▸ Task instructions
Copy the lines below verbatim. Begin with the first and end with the line containing "pub fn open_hand(origin: Point3, palm_width: f32)".

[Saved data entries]
____
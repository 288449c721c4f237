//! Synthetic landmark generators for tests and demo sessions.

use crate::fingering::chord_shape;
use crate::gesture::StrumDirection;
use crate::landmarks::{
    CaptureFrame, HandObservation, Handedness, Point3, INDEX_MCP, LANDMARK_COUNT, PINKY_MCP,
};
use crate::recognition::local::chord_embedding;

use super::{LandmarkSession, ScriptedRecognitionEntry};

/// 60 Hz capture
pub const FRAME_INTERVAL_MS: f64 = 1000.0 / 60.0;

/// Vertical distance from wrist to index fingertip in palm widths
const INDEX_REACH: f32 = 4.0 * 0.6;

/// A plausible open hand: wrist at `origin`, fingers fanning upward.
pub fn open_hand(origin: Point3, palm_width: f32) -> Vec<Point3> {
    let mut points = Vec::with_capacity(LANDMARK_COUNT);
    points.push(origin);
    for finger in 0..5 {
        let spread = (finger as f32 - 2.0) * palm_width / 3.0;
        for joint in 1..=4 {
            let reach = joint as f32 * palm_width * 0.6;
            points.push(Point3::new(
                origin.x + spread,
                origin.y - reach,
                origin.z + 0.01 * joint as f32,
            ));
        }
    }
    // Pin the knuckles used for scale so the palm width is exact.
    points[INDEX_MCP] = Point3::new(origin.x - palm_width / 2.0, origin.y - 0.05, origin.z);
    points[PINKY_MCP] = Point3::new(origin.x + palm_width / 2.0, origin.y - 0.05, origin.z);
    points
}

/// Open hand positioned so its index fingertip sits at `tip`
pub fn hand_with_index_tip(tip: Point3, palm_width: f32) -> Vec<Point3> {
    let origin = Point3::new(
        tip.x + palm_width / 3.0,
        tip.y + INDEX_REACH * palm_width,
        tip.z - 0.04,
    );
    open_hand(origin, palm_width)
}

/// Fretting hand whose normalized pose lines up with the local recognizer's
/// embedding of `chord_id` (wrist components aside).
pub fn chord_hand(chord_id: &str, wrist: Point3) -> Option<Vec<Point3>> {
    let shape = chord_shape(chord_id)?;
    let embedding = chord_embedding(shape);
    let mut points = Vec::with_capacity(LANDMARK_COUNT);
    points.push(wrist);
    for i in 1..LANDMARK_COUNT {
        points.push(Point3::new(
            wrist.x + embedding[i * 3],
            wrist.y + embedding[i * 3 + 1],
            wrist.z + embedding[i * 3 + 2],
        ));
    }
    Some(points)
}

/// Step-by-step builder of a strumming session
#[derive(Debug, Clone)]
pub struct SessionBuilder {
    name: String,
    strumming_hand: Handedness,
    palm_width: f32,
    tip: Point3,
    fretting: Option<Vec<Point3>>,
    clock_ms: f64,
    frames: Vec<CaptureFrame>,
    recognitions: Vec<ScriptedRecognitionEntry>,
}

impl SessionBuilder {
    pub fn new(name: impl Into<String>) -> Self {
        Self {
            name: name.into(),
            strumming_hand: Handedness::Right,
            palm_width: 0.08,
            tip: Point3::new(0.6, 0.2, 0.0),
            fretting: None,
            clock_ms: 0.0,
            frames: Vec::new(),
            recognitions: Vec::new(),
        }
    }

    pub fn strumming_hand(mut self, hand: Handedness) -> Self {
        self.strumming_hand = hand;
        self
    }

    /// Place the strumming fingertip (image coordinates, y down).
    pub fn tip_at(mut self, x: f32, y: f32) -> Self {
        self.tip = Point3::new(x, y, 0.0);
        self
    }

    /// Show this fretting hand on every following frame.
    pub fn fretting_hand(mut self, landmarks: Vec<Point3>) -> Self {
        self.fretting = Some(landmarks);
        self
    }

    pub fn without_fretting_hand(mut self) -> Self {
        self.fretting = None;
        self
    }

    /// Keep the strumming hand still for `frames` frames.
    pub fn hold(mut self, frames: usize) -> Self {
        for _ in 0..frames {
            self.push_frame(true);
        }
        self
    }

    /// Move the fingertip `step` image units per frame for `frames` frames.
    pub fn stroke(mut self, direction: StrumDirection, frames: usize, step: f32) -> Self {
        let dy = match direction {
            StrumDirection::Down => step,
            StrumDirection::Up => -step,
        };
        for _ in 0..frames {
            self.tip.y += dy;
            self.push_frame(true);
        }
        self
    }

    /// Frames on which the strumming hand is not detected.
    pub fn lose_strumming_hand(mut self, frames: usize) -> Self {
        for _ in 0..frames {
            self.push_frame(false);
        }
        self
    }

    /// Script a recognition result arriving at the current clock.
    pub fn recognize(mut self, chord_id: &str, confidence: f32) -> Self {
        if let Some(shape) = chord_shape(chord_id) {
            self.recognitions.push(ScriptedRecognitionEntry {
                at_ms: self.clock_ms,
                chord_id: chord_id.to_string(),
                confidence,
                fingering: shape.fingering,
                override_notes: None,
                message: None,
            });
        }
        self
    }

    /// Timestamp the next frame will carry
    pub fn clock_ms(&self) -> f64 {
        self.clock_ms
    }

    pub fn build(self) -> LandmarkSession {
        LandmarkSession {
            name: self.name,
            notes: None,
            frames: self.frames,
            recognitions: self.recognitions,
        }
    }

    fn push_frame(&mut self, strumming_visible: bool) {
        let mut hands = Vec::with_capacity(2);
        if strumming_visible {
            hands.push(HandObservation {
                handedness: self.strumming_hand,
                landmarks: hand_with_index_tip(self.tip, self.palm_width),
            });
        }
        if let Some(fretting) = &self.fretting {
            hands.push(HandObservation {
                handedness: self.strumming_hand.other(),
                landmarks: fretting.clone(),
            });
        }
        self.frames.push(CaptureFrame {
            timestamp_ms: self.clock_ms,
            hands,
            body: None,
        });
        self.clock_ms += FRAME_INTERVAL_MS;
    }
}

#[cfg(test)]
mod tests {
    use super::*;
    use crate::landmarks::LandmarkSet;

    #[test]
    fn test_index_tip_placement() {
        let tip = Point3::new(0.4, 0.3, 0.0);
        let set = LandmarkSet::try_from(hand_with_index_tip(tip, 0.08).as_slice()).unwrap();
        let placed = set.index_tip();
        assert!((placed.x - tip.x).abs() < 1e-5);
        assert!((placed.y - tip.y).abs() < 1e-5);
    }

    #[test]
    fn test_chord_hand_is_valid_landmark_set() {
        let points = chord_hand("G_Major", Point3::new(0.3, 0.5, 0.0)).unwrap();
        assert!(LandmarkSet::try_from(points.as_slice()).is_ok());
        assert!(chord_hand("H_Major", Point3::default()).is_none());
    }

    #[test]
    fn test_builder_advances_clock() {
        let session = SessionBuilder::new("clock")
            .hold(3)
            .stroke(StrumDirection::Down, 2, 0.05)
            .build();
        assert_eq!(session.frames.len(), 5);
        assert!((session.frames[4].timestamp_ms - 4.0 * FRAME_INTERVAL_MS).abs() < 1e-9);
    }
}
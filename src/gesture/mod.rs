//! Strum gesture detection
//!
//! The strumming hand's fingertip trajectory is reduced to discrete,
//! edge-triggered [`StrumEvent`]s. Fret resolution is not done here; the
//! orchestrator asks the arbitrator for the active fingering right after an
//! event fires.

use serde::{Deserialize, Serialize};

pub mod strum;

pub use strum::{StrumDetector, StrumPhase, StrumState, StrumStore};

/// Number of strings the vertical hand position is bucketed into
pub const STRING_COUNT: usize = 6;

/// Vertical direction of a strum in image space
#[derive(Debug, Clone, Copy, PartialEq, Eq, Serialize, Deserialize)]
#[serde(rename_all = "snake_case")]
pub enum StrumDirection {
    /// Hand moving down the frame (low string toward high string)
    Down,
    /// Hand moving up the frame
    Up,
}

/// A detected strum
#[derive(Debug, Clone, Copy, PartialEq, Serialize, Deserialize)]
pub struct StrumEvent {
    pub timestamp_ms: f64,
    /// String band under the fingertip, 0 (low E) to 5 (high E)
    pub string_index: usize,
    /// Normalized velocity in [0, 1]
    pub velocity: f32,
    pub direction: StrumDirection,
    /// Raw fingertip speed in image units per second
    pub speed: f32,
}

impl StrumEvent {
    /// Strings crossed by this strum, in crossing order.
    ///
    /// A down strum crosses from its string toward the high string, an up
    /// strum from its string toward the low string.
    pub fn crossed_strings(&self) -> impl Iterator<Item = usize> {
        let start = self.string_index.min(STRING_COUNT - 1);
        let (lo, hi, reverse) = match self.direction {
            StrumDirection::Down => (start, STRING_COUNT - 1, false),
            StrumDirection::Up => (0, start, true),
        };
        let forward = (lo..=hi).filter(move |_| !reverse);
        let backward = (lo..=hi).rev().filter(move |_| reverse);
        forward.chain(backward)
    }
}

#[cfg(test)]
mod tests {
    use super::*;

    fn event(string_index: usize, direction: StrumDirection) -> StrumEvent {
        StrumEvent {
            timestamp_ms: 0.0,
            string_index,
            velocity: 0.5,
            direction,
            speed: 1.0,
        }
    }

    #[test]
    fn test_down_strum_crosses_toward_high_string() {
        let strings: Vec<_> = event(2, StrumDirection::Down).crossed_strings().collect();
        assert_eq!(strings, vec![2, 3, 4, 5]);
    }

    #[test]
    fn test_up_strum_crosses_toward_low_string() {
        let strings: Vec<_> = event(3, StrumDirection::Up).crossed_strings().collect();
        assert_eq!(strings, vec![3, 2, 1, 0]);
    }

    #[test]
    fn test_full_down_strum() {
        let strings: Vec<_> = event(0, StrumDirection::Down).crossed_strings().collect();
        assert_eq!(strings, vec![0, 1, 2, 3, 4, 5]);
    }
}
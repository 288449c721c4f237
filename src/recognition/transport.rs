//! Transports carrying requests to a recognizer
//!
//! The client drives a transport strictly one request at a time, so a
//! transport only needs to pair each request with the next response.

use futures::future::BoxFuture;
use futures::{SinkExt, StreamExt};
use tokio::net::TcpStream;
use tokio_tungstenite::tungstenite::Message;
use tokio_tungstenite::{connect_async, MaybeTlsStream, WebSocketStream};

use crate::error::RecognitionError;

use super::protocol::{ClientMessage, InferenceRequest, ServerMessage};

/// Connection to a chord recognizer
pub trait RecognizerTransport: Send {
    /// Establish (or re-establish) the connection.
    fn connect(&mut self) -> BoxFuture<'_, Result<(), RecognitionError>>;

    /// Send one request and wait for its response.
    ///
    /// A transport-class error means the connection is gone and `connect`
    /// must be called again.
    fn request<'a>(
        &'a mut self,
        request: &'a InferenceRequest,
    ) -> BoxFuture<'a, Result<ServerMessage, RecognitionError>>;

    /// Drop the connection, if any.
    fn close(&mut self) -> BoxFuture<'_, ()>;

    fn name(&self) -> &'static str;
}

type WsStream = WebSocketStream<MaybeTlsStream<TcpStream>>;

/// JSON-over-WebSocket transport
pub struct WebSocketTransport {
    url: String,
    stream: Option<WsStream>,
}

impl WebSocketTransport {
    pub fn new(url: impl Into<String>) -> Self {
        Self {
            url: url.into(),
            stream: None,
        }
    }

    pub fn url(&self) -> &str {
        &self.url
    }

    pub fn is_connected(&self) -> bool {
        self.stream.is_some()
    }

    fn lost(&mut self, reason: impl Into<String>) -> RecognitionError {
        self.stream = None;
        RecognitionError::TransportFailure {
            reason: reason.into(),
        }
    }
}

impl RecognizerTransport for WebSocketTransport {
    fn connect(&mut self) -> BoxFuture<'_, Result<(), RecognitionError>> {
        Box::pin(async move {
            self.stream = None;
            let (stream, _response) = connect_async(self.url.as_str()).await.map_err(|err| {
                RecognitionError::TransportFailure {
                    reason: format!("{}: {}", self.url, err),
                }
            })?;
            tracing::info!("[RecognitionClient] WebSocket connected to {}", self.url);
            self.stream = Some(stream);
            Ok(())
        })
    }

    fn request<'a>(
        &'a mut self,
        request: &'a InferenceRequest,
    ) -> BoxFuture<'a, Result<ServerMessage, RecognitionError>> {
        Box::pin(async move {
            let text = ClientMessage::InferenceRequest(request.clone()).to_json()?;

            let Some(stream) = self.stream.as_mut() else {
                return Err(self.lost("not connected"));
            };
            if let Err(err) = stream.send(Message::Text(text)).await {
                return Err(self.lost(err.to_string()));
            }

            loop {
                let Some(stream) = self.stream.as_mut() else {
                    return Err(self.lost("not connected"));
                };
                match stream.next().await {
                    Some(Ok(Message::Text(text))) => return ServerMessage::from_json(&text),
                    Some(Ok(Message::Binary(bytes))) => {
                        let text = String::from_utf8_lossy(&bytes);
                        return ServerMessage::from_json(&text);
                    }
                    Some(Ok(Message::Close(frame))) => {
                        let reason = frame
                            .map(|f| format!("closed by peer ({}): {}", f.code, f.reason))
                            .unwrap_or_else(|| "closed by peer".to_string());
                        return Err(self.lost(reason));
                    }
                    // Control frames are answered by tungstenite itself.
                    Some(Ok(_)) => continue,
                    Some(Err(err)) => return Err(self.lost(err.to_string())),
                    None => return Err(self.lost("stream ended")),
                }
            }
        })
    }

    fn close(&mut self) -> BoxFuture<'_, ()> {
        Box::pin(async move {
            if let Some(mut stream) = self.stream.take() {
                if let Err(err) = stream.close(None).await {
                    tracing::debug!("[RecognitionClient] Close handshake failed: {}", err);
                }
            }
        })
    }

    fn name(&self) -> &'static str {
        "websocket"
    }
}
____
▸ Answer box
repository 288449c721c4f237
//! Synthetic landmark generators for tests and demo sessions.

use crate::fingering::chord_shape;
use crate::gesture::StrumDirection;
use crate::landmarks::{
    CaptureFrame, HandObservation, Handedness, Point3, INDEX_MCP, LANDMARK_COUNT, PINKY_MCP,
};
use crate::recognition::local::chord_embedding;

use super::{LandmarkSession, ScriptedRecognitionEntry};

/// 60 Hz capture
pub const FRAME_INTERVAL_MS: f64 = 1000.0 / 60.0;

/// Vertical distance from wrist to index fingertip in palm widths
const INDEX_REACH: f32 = 4.0 * 0.6;

/// A plausible open hand: wrist at `origin`, fingers fanning upward.
pub fn open_hand(origin: Point3, palm_width: f32) -> Vec<Point3> {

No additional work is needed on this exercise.